• _Exercise instructions_
For the records that follow, please set down exactly the lines between the one holding "independent entity files." and the one holding "by file name.", inclusive, and only those.

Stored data
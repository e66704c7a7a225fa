//! Directory-backed collections of independent entity files.
//!
//! Every file in the directory with the entity suffix is resolved through a
//! [`DefaultsCascade`], mapped and validated on its own. A file that fails is
//! recorded in an [`AggregateError`] and the scan moves on to the next one.

mod error;

use std::collections::BTreeMap;
use std::fs;
use std::path::{Path, PathBuf};

use crate::config::{
    materialize, read_flat_file, ConfigError, DefaultsCascade, Resolved, Schema, Schematic,
};

pub use error::{AggregateError, EntityFailure, StoreError};

/// Suffix entity files must carry to be picked up by a scan.
pub const ENTITY_FILE_SUFFIX: &str = ".ini";

/// Successfully loaded entities keyed by file name.
pub type EntityCollection<T> = BTreeMap<String, Resolved<T>>;

/// What a scan that produced no entities at all means to the caller.
#[derive(Debug, Clone, Copy, Default, PartialEq, Eq)]
pub enum EmptyScan {
    /// An empty result is a valid "nothing to do" state.
    #[default]
    Allow,
    /// An empty result is returned as [`StoreError::NoEntities`].
    Reject,
}

/// The outcome of one directory scan.
#[derive(Debug)]
pub struct Scan<T> {
    pub entities: EntityCollection<T>,
    pub errors: Option<AggregateError>,
}

impl<T> Scan<T> {
    /// True when no entity loaded, whether or not any file failed.
    pub fn is_empty(&self) -> bool {
        self.entities.is_empty()
    }

    pub fn is_complete(&self) -> bool {
        self.errors.is_none()
    }

    /// Splits the scan into its entities, failing if any file failed.
    pub fn into_result(self) -> Result<EntityCollection<T>, AggregateError> {
        match self.errors {
            Some(errors) => Err(errors),
            None => Ok(self.entities),
        }
    }
}

/// Scans `directory` for files ending in `suffix` and loads each one.
///
/// Fails only if the directory itself can't be listed.
pub fn scan_directory<T: Clone>(
    directory: &Path,
    suffix: &str,
    schema: &Schema<T>,
    cascade: &DefaultsCascade,
    defaults: &T,
) -> Result<Scan<T>, StoreError> {
    let _span = tracing::info_span!("scan", directory = %directory.display()).entered();

    let list_err = |source| StoreError::ListDirectory {
        path: directory.to_path_buf(),
        source,
    };
    let mut files = Vec::new();
    for entry in fs::read_dir(directory).map_err(list_err)? {
        let entry = entry.map_err(list_err)?;
        // Non-UTF-8 names are keyed lossily but still loaded from their real path.
        let name = entry.file_name().to_string_lossy().into_owned();
        let path = entry.path();
        if is_entity_file(&name, suffix) && path.is_file() {
            files.push((name, path));
        }
    }
    files.sort();
    tracing::debug!(count = files.len(), "found entity files");

    let mut entities = EntityCollection::new();
    let mut errors = AggregateError::default();
    for (name, path) in files {
        match load_entity(&path, schema, cascade, defaults) {
            Ok(resolved) => {
                entities.insert(name, resolved);
            }
            Err(error) => {
                tracing::warn!(file = %name, %error, "failed to load entity file");
                errors.push(name, error);
            }
        }
    }

    tracing::info!(
        loaded = entities.len(),
        failed = errors.len(),
        "entity directory scanned"
    );
    Ok(Scan {
        entities,
        errors: (!errors.is_empty()).then_some(errors),
    })
}

/// Reads one entity file and resolves it over the cascade.
pub fn load_entity<T: Clone>(
    path: &Path,
    schema: &Schema<T>,
    cascade: &DefaultsCascade,
    defaults: &T,
) -> Result<Resolved<T>, ConfigError> {
    let raw = read_flat_file(path)?;
    let (merged, provenance) = cascade.resolve(&raw);
    tracing::debug!(path = %path.display(), ?merged, "resolved entity file");
    materialize(schema, &merged, provenance, defaults)
}

fn is_entity_file(name: &str, suffix: &str) -> bool {
    name.len() > suffix.len() && name.ends_with(suffix)
}

/// A directory of entity files of type `T` sharing one defaults cascade.
#[derive(Debug, Clone)]
pub struct EntityStore<T> {
    directory: PathBuf,
    cascade: DefaultsCascade,
    defaults: T,
    suffix: String,
    on_empty: EmptyScan,
}

impl<T: Schematic> EntityStore<T> {
    pub fn new(directory: impl AsRef<Path>, cascade: DefaultsCascade, defaults: T) -> Self {
        Self {
            directory: directory.as_ref().to_path_buf(),
            cascade,
            defaults,
            suffix: ENTITY_FILE_SUFFIX.to_string(),
            on_empty: EmptyScan::default(),
        }
    }

    pub fn with_suffix(mut self, suffix: impl Into<String>) -> Self {
        self.suffix = suffix.into();
        self
    }

    pub fn with_empty_scan(mut self, on_empty: EmptyScan) -> Self {
        self.on_empty = on_empty;
        self
    }

    pub fn directory(&self) -> &Path {
        &self.directory
    }

    pub fn cascade(&self) -> &DefaultsCascade {
        &self.cascade
    }

    /// Re-reads every entity file from disk.
    pub fn scan(&self) -> Result<Scan<T>, StoreError> {
        let scan = scan_directory(
            &self.directory,
            &self.suffix,
            T::schema(),
            &self.cascade,
            &self.defaults,
        )?;

        if scan.is_empty() && self.on_empty == EmptyScan::Reject {
            return Err(StoreError::NoEntities {
                directory: self.directory.clone(),
                failures: scan.errors.unwrap_or_default(),
            });
        }
        Ok(scan)
    }

    /// Loads a single entity file by name from the store's directory.
    pub fn load(&self, file_name: &str) -> Result<Resolved<T>, ConfigError> {
        load_entity(
            &self.directory.join(file_name),
            T::schema(),
            &self.cascade,
            &self.defaults,
        )
    }
}

#[cfg(test)]
mod tests {
    use super::*;
    use crate::config::{FieldSpec, RawMapping, Rule, Source};
    use tempfile::TempDir;

    #[derive(Debug, Clone, Default, PartialEq)]
    struct Ping {
        target: String,
        retries: i64,
    }

    type Field = FieldSpec<Ping>;

    impl Schematic for Ping {
        fn schema() -> &'static Schema<Self> {
            static SCHEMA: std::sync::OnceLock<Schema<Ping>> = std::sync::OnceLock::new();
            SCHEMA.get_or_init(|| {
                Schema::new(vec![
                    Field::string("target", |p| p.target.as_str(), |p, v| p.target = v)
                        .required(),
                    Field::int("retries", |p| p.retries, |p, v| p.retries = v)
                        .rule(Rule::Within { low: 0, high: 3 }),
                ])
            })
        }
    }

    fn cascade() -> DefaultsCascade {
        let hardcoded: RawMapping = [("retries".to_string(), "1".to_string())].into();
        DefaultsCascade::new(hardcoded)
    }

    fn write(dir: &TempDir, name: &str, contents: &str) {
        fs::write(dir.path().join(name), contents).unwrap();
    }

    #[test]
    fn test_scan_isolates_failures() {
        let dir = TempDir::new().unwrap();
        write(&dir, "a.ini", "target = alpha\n");
        write(&dir, "b.ini", "target = beta\nretries = 3\n");
        write(&dir, "c.ini", "retries = 2\n");
        write(&dir, "d.ini", "target = delta\nretries = 7\n");
        write(&dir, "e.ini", "target = echo\nretries = many\n");

        let store = EntityStore::new(dir.path(), cascade(), Ping::default());
        let scan = store.scan().unwrap();

        assert_eq!(scan.entities.len(), 2);
        assert_eq!(scan.entities["a.ini"].value.retries, 1);
        assert_eq!(scan.entities["a.ini"].provenance.get("retries"), Some(Source::Hardcoded));
        assert_eq!(scan.entities["b.ini"].value.retries, 3);
        assert_eq!(scan.entities["b.ini"].provenance.get("retries"), Some(Source::EntityFile));

        let errors = scan.errors.as_ref().unwrap();
        assert_eq!(errors.len(), 3);
        assert!(matches!(errors.get("c.ini"), Some(ConfigError::MissingRequiredKey(_))));
        assert!(matches!(errors.get("d.ini"), Some(ConfigError::OutOfRange { .. })));
        assert!(matches!(errors.get("e.ini"), Some(ConfigError::TypeCoercion { .. })));
        assert!(!scan.is_complete());
    }

    #[test]
    fn test_scan_skips_unrelated_entries() {
        let dir = TempDir::new().unwrap();
        write(&dir, "a.ini", "target = alpha\n");
        write(&dir, "README.md", "not an entity\n");
        write(&dir, ".ini", "target = hidden\n");
        write(&dir, "a.ini.bak", "garbage\n");
        fs::create_dir(dir.path().join("nested.ini")).unwrap();

        let scan = EntityStore::new(dir.path(), cascade(), Ping::default())
            .scan()
            .unwrap();

        assert_eq!(scan.entities.keys().collect::<Vec<_>>(), vec!["a.ini"]);
        assert!(scan.is_complete());
    }

    #[test]
    fn test_custom_suffix() {
        let dir = TempDir::new().unwrap();
        write(&dir, "a.ini", "target = alpha\n");
        write(&dir, "b.check", "target = beta\n");

        let scan = EntityStore::new(dir.path(), cascade(), Ping::default())
            .with_suffix(".check")
            .scan()
            .unwrap();
        assert_eq!(scan.entities.keys().collect::<Vec<_>>(), vec!["b.check"]);
    }

    #[test]
    fn test_empty_scan_policy() {
        let dir = TempDir::new().unwrap();
        let store = EntityStore::new(dir.path(), cascade(), Ping::default());

        let scan = store.scan().unwrap();
        assert!(scan.is_empty());
        assert!(scan.is_complete());

        write(&dir, "bad.ini", "retries = 1\n");
        let result = store.with_empty_scan(EmptyScan::Reject).scan();
        match result {
            Err(StoreError::NoEntities { failures, .. }) => {
                assert_eq!(failures.len(), 1);
                assert!(failures.get("bad.ini").is_some());
            }
            other => panic!("expected no entities, got {other:?}"),
        }
    }

    #[test]
    fn test_missing_directory() {
        let store = EntityStore::new("/nonexistent/checks", cascade(), Ping::default());
        assert!(matches!(store.scan(), Err(StoreError::ListDirectory { .. })));
    }

    #[test]
    fn test_into_result() {
        let dir = TempDir::new().unwrap();
        write(&dir, "a.ini", "target = alpha\n");
        let store = EntityStore::new(dir.path(), cascade(), Ping::default());
        assert_eq!(store.scan().unwrap().into_result().unwrap().len(), 1);

        write(&dir, "b.ini", "nonsense\n");
        let errors = store.scan().unwrap().into_result().unwrap_err();
        assert!(matches!(errors.get("b.ini"), Some(ConfigError::Syntax { .. })));
    }

    #[test]
    fn test_load_single_entity() {
        let dir = TempDir::new().unwrap();
        write(&dir, "a.ini", "target = alpha\n");
        let store = EntityStore::new(dir.path(), cascade(), Ping::default());

        let resolved = store.load("a.ini").unwrap();
        assert_eq!(resolved.value.target, "alpha");
        assert!(matches!(store.load("zz.ini"), Err(ConfigError::NotFound { .. })));
    }

    #[cfg(unix)]
    #[test]
    fn test_non_utf8_names_are_not_dropped() {
        use std::ffi::OsStr;
        use std::os::unix::ffi::OsStrExt;

        let dir = TempDir::new().unwrap();
        write(&dir, "a.ini", "target = alpha\n");
        let raw = dir.path().join(OsStr::from_bytes(b"caf\xff.ini"));
        if fs::write(&raw, "target = cafe\n").is_err() {
            // Some filesystems refuse names that aren't valid UTF-8.
            return;
        }

        let scan = EntityStore::new(dir.path(), cascade(), Ping::default())
            .scan()
            .unwrap();

        assert_eq!(scan.entities.len(), 2);
        assert_eq!(scan.entities["caf\u{FFFD}.ini"].value.target, "cafe");
        assert!(scan.entities.contains_key("a.ini"));
    }

    #[cfg(unix)]
    #[test]
    fn test_non_utf8_name_failure_is_recorded() {
        use std::ffi::OsStr;
        use std::os::unix::ffi::OsStrExt;

        let dir = TempDir::new().unwrap();
        let raw = dir.path().join(OsStr::from_bytes(b"\xfe.ini"));
        if fs::write(&raw, "retries = 2\n").is_err() {
            return;
        }

        let scan = EntityStore::new(dir.path(), cascade(), Ping::default())
            .scan()
            .unwrap();

        assert!(scan.is_empty());
        let errors = scan.errors.unwrap();
        assert!(matches!(
            errors.get("\u{FFFD}.ini"),
            Some(ConfigError::MissingRequiredKey(key)) if key == "target"
        ));
    }
}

• _Solution for this problem_
//! Directory-backed collections of independent entity files.
//!
//! Every file in the directory with the entity suffix is resolved through a
//! [`DefaultsCascade`], mapped and validated on its own. A file that fails is
//! recorded in an [`AggregateError`] and the scan moves on to the next one.

mod error;

use std::collections::BTreeMap;
use std::fs;
use std::path::{Path, PathBuf};

use crate::config::{
    materialize, read_flat_file, ConfigError, DefaultsCascade, Resolved, Schema, Schematic,
};

pub use error::{AggregateError, EntityFailure, StoreError};

/// Suffix entity files must carry to be picked up by a scan.
pub const ENTITY_FILE_SUFFIX: &str = ".ini";

/// Successfully loaded entities keyed by file name.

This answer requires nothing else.